*Exercise goal*.
Go through the lines below. Copy those with "expired".

(Collection entries)
---

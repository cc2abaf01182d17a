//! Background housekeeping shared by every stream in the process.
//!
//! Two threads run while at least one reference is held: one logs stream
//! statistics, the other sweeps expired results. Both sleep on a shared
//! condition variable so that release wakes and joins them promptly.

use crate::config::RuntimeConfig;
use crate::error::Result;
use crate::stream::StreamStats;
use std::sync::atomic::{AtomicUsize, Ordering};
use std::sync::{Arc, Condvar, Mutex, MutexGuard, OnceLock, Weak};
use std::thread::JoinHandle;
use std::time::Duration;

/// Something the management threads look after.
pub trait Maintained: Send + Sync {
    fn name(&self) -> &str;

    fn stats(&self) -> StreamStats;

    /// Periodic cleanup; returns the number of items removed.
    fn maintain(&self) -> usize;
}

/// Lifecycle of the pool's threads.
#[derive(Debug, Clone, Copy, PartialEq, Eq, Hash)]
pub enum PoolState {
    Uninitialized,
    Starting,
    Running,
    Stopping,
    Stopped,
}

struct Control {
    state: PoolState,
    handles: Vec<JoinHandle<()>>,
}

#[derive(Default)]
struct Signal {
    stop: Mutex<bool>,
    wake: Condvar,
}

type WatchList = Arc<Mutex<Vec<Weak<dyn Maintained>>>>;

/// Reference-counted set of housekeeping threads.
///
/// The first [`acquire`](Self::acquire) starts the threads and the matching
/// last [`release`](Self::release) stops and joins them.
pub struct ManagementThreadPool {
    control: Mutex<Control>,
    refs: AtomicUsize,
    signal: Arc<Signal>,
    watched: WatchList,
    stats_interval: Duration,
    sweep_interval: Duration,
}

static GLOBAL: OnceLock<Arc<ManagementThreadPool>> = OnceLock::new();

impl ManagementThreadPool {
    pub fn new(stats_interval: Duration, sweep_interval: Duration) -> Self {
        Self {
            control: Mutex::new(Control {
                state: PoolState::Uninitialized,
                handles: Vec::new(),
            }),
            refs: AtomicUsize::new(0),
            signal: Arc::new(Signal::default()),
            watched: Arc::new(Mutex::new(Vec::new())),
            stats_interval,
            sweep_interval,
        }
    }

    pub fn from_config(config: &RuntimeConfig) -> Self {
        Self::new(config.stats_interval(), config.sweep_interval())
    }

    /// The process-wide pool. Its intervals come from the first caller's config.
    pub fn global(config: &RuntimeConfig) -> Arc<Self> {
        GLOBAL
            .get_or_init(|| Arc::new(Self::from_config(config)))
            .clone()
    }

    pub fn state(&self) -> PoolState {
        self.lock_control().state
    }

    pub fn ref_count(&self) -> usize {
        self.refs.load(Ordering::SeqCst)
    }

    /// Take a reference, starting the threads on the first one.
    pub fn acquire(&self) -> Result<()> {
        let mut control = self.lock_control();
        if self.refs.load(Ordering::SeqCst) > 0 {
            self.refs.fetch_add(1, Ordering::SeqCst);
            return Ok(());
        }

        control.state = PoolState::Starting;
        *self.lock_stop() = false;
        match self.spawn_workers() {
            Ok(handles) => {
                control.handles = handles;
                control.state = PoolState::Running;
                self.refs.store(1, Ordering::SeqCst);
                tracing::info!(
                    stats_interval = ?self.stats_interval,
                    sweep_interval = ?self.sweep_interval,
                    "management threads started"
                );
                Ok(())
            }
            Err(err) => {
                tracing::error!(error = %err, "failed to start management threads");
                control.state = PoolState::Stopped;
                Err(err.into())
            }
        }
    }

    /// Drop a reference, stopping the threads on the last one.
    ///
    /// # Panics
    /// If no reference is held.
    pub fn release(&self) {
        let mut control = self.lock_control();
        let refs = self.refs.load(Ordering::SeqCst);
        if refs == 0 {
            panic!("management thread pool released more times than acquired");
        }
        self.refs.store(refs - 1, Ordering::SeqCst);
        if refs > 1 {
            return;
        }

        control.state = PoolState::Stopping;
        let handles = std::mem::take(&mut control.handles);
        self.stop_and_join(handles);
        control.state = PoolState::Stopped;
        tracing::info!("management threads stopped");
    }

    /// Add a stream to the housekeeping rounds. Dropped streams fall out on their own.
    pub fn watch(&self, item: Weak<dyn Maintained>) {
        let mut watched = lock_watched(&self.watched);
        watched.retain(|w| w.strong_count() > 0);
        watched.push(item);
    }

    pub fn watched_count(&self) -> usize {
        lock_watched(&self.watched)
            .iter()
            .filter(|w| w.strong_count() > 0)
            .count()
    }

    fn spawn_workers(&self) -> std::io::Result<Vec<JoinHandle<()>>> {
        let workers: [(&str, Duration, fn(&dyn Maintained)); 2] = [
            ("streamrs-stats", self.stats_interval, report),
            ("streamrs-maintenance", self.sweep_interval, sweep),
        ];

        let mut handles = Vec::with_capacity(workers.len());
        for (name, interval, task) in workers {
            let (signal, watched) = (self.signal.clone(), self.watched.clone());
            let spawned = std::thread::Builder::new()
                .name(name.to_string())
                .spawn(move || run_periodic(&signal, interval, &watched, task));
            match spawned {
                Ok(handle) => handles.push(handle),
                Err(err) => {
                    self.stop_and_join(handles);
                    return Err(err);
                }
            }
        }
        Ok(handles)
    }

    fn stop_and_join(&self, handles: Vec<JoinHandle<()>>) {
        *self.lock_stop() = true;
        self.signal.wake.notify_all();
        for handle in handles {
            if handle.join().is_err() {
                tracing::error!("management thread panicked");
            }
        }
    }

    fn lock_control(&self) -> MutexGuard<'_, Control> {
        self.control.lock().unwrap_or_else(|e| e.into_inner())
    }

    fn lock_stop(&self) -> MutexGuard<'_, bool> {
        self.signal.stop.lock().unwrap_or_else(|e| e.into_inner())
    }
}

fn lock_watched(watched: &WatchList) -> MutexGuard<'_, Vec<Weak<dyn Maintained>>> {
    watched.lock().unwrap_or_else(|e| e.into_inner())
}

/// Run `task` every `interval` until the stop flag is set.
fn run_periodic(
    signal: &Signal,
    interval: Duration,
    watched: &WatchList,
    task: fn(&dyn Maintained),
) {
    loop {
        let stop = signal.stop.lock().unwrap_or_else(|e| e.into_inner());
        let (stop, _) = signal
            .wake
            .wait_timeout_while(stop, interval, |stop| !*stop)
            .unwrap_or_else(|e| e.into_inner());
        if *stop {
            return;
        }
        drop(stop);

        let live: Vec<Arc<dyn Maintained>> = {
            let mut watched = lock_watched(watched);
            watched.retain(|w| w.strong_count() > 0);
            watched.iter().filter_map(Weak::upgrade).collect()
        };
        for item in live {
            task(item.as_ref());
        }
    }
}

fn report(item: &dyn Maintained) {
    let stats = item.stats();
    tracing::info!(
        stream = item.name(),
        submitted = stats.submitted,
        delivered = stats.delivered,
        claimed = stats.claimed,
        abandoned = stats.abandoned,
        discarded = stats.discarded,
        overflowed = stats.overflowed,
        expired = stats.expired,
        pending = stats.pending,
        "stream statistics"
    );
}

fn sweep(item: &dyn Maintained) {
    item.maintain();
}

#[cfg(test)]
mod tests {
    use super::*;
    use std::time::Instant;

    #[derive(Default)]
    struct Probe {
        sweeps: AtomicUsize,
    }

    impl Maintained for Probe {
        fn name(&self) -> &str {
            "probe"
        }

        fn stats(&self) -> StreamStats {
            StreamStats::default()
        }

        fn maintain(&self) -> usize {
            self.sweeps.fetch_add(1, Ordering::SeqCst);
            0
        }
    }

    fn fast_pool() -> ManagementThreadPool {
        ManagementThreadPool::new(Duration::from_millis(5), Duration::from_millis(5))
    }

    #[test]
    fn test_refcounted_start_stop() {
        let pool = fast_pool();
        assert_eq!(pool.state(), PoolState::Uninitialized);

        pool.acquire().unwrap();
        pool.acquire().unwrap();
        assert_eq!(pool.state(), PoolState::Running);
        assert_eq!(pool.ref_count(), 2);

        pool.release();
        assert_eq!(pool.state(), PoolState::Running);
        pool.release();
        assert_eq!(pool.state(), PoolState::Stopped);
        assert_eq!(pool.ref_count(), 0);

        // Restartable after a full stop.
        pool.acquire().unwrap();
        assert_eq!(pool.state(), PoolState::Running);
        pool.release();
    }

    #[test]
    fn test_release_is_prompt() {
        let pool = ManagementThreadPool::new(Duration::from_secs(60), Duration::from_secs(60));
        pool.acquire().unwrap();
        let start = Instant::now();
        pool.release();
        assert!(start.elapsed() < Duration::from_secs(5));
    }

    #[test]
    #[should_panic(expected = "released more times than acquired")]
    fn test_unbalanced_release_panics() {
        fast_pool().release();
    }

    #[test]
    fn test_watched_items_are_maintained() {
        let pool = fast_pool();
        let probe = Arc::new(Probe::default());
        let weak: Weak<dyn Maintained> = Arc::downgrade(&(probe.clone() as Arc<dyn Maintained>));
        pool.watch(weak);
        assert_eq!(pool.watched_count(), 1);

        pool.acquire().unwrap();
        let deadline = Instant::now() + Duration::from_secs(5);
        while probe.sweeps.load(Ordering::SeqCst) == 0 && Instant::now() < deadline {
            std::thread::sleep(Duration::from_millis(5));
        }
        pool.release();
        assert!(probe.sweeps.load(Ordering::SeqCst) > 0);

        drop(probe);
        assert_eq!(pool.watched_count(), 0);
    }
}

---

*Task output*.
//! statistics, the other sweeps expired results. Both sleep on a shared
        expired = stats.expired,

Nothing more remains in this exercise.